E. DUPLICATE TIME PAYMENTS
1. Duplicate time payments, including arbitraries and special
allowances that are expressed in time or miles or fixed amounts of money, shall not apply
to employees whose seniority in train or engine service is established after October 31,
1985.
2. Duplicate time payments, including arbitraries and special
allowances that are expressed in time or miles or fixed amounts of money, not previously
eliminated, shall not be subject to general, cost-of-living or other forms of wage
increases.
F. COST-OF-LIVING
PAYMENTS
1. Cost-of-Living Payments Under National Implementing Document dated
November 7, 1991
The nine-cent cost-of-living allowance in effect beginning July 1, 1995
pursuant to Article II, Part B of the UTU Implementing Document of
November 1, 1991, Document A, shall be rolled into basic rates of pay on
November 30, 1995 and such Article II, Part B shall be eliminated at that time. Any
amounts paid from January 1, 1996 under the aforementioned COLA provision (effective
January 1, 1996) shall be deducted from amounts payable under Paragraph B. of this
Article.
2. Cost-of-Living Allowance through January 1, 2000 and Effective Date
of Adjustment
a. A cost-of-living allowance, calculated and applied in accordance
with the provisions of Part 3. of this Paragraph F., except as otherwise provided in this
Part, shall be payable and rolled into basic rates of pay on December 31, 1999.
b. The measurement periods shall be as follows:
MEASUREMENTS PERIODS |
Base Month |
Measurement Month |
Effective Date
of Adjustment |
March 1995 |
March 1996 |
|
plus |
March 1997 |
March 1998 |
December 31, 1999 |
The number of points change in the CPI during each of these measurement
periods shall be added together before making the calculation described in Paragraph
3.a.(5) of this Paragraph F.
c. (1) Floor. The minimum increase in the CPI that shall be taken into
account shall be as follows:
Effective
Date of Adjustment |
Minimum CPI Increase That Shall be Taken Into Account |
December 31, 1999 |
4% of March 1995 CPI |
plus |
|
4% of March 1997 CPI |
(2) Cap. The maximum increase in the CPI that shall be
taken into account shall be as follows:
Effective
Date of Adjustment |
Maximum
CPI Increase That Shall be Taken Into Account |
December
31, 1999 |
6%
of March 1995 CPI
-plus-
6% of March 1997 CPI
|
d. The cost-of-living allowance payable to each employee
and rolled into basic rates of pay on December 31, 1999 shall be equal to the difference
between (i) the cost-of-living allowance effective on that date pursuant to this Part, and
(ii) the lesser of (x) the cents per hour produced by dividing one-quarter of the
increase, if any, in the Carriers' 1998 payment rate for foreign-to-occupation health
benefits under the Plan over such payment rate for 1995, by the average composite
straight-time equivalent hours that are subject to wage increases for the latest year for
which statistics are available, and (y) one half of the cost-of-living allowance effective
on December 31, 1999 pursuant to this Paragraph.

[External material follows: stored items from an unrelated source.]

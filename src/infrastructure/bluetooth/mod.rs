//! Bluetooth Module
//!
//! Command transaction engine for the two lenses of a pair of Even G1 glasses.
//!
//! ## Architecture
//!
//! ```text
//! ┌─────────────────────────────────────────────────────────┐
//! │                  DualPeerCoordinator                     │
//! │  (device-level API: ordered broadcasts, post-init,       │
//! │   configuration push, inbound routing)                   │
//! └──────────────┬─────────────────────────┬────────────────┘
//!                │                         │
//!                ▼                         ▼
//!      ┌──────────────────┐      ┌──────────────────┐
//!      │ PeerSession (L)  │      │ PeerSession (R)  │
//!      │ - sequence       │      │ - sequence       │
//!      │ - pending + retry│      │ - pending + retry│
//!      │ - heartbeat      │      │ - heartbeat      │
//!      │ - battery poll   │      │ - battery poll   │
//!      └────────┬─────────┘      └────────┬─────────┘
//!               │                         │
//!               └────────────┬────────────┘
//!                            ▼
//!                  ┌──────────────────┐
//!                  │    Transport     │
//!                  │ write / notify   │
//!                  └──────────────────┘
//! ```
//!
//! ## Modules
//!
//! - [`command`] - Command handlers, outcomes and chunked payloads
//! - [`commands`] - The G1 command set and response parsers
//! - [`protocol`] - UUIDs, opcodes and other wire constants
//! - [`profile`] - Keepalive, battery query and unsolicited frame decoding
//! - [`session`] - Per-lens transaction engine
//! - [`peers`] - Side/address binding and pairing
//! - [`service`] - Device coordinator
//! - [`transport`] - Transport boundary
//! - [`loopback`] - In-process transport with a simulated pair of glasses

pub mod command;
pub mod commands;
pub mod loopback;
pub mod peers;
pub mod profile;
pub mod protocol;
pub mod service;
pub mod session;
pub mod transport;

// Re-export the main entry points for convenience
pub use command::{Command, CommandHandler, Outcome};
pub use loopback::LoopbackTransport;
pub use peers::{DiscoveredDevice, PeerRegistry};
pub use service::DualPeerCoordinator;
pub use session::{PeerSession, SessionContext};
pub use transport::Transport;
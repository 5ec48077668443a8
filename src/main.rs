use even_g1_bridge::domain::models::{DeviceEvent, NotificationSpec, Side};
use even_g1_bridge::domain::settings::SettingsService;
use even_g1_bridge::infrastructure::bluetooth::{
    DiscoveredDevice, DualPeerCoordinator, LoopbackTransport, SessionContext,
};
use even_g1_bridge::infrastructure::logging;
use std::sync::Arc;
use std::time::Duration;
use tokio::runtime::Handle;
use tokio::sync::mpsc;
use tracing::{info, warn};

/// How long to watch the simulated glasses before shutting down.
const DEMO_DURATION: Duration = Duration::from_secs(5);

#[tokio::main]
async fn main() -> anyhow::Result<()> {
    let settings_service = SettingsService::new()?;
    let _logging_guard = logging::init_logger(&settings_service.get().log_settings)
        .map_err(|e| eprintln!("Failed to initialize logging: {}", e))
        .ok();

    info!("Starting Even G1 bridge against simulated glasses");

    let transport = Arc::new(LoopbackTransport::simulated_glasses());
    let (event_tx, mut event_rx) = mpsc::unbounded_channel();
    let context = SessionContext::new(transport.clone(), event_tx, Handle::current());
    let coordinator = DualPeerCoordinator::new(context, settings_service.get());

    for device in [
        DiscoveredDevice::new("00:00:00:00:00:01", "Even G1_00_L_SIM01"),
        DiscoveredDevice::new("00:00:00:00:00:02", "Even G1_00_R_SIM02"),
    ] {
        if let Err(e) = coordinator.bind_peer(&device) {
            warn!("Could not bind {}: {}", device.name, e);
        }
    }

    for side in Side::BOTH {
        coordinator.connect_side(side)?;
    }

    let notification = NotificationSpec {
        id: 1,
        source_name: "Bridge".to_string(),
        title: Some("Hello".to_string()),
        body: Some("The bridge is up.".to_string()),
        when: chrono::Utc::now().timestamp_millis(),
        ..Default::default()
    };

    let deadline = tokio::time::sleep(DEMO_DURATION);
    tokio::pin!(deadline);
    let mut notified = false;

    loop {
        tokio::select! {
            Some(event) = event_rx.recv() => {
                info!("Device event: {:?}", event);
                if !notified && matches!(event, DeviceEvent::Hardware(_)) {
                    notified = true;
                    let command = coordinator.send_notification(&notification)?;
                    let coordinator = coordinator.clone();
                    tokio::spawn(async move {
                        let shown = coordinator.session(Side::Left).wait_for_response(&command).await;
                        info!("Notification delivered: {}", shown);
                    });
                }
            }
            _ = &mut deadline => break,
        }
    }

    for side in Side::BOTH {
        coordinator.disconnect_side(side);
        info!(
            "Side {}: {} packets written",
            side,
            transport.written(side).len()
        );
    }
    info!("Simulated session finished");
    Ok(())
}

3. Cost-of-Living Allowances and Adjustments
Thereto After January 1, 2000
a. Cost-of-Living Allowance and Effective Dates of Adjustments
(1) A cost of living allowance will be payable in the manner set forth
in and subject to the provisions of this Part, on the basis of the "Consumer Price
Index for Urban Wage Earners and Clerical Workers (Revised Series) (CPI-W)"
(1967=100), U.S. Index, all items - unadjusted, as published by the Bureau of Labor
Statistics, U.S. Department of Labor, and hereinafter referred to as the CPI. The first
such cost-of-living allowance shall be payable effective July 1, 2000 based, subject to
Paragraph (d), on the CPI for March 2000 as compared with the CPI for September 1999. Such
allowance, and further cost-of-living adjustments thereto which will become effective as
described below, shall be based on the change in the CPI during the respective measurement
periods shown in the following table, subject to the exception provided in Paragraph
3.a.(4)(c), according to the formula set forth in Paragraph 3.a.(5).
MEASUREMENTS
PERIODS |
Base Month |
Measurement Month |
Effective Date of
Adjustment |
September 1999 |
March 2000 |
July 1, 2000 |
March 2000 |
September 2000 |
January 1, 2001 |
Measurement Periods and Effective Dates conforming to
the above schedule shall be applicable to periods subsequent to those specified above
during which this Article is in effect.
(2) While a cost-of-living allowance is in effect, such cost-of-living
allowance shall apply to straight time, overtime, vacations, holidays and to special
allowances in the same manner as basic wage adjustments have been applied in the past,
except that such allowance shall not apply to duplicate time payments, including
arbitraries and special allowances that are expressed in time, miles or fixed amounts of
money.
(3) The amount of the cost-of-living allowance, if any, that shall be
effective from one adjustment date to the next may be equal to, or greater or less than,
the cost-of-living allowance in effect in the preceding adjustment period.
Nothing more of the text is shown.